[GIVEN DATA]

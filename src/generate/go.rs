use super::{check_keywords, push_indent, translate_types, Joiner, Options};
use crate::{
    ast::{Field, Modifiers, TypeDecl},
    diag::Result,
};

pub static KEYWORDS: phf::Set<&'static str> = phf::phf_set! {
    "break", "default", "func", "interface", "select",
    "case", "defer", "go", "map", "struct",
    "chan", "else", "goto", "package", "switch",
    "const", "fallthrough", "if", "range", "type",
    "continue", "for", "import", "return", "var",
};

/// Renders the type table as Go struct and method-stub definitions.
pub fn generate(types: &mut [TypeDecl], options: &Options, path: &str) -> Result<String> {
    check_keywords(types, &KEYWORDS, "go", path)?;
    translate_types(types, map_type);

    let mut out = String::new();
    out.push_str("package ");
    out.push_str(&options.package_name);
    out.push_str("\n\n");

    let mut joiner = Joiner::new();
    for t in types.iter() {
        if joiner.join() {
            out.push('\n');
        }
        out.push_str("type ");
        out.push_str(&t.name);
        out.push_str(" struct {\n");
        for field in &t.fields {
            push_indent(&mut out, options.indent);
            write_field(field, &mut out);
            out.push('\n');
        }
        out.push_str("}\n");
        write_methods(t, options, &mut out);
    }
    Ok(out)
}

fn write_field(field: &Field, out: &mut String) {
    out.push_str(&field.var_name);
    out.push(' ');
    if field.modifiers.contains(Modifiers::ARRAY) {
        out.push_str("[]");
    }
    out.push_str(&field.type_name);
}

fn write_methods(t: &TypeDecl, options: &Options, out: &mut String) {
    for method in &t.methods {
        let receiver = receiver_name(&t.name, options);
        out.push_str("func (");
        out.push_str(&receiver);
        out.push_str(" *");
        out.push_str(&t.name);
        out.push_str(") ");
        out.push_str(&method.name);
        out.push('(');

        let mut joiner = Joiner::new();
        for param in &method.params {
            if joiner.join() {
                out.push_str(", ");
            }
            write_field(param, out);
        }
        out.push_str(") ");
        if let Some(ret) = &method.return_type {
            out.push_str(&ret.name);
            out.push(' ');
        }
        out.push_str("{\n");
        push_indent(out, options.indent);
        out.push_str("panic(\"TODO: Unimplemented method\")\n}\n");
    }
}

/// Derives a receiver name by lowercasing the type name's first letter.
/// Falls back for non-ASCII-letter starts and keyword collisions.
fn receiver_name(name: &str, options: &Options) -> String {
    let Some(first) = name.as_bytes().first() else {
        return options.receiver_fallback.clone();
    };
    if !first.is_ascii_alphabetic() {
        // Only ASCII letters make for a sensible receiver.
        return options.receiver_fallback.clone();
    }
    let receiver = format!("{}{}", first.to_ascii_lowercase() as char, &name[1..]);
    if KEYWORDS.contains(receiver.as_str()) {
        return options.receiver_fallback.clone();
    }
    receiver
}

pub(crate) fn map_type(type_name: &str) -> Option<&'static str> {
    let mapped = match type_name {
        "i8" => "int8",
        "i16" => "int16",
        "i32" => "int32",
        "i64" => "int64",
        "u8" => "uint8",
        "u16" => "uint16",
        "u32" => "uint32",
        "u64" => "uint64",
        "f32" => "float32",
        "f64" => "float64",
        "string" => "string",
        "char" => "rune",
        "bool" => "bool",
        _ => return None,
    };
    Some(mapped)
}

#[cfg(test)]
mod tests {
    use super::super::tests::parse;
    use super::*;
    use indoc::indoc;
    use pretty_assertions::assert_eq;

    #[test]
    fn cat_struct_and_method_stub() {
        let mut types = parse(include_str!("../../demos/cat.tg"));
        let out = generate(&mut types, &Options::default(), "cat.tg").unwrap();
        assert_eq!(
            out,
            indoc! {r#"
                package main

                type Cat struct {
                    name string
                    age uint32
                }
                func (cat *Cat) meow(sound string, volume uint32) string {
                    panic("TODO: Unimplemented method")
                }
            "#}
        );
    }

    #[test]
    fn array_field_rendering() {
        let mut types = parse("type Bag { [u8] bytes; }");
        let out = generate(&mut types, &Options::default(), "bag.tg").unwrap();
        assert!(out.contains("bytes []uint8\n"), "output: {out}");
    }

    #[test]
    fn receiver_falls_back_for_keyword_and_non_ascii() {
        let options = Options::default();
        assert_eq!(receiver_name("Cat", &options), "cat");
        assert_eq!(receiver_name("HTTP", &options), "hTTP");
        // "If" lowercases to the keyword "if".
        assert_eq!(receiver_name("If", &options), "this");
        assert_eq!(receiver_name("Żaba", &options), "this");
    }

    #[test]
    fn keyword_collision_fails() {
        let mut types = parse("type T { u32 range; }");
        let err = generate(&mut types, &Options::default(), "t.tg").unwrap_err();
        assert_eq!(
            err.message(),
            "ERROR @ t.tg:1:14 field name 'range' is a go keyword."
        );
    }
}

[/GIVEN DATA]

Find every line of the data that includes the string "param". Copy each of those lines.

- [ANSWER BOX]
        for param in &method.params {
            write_field(param, out);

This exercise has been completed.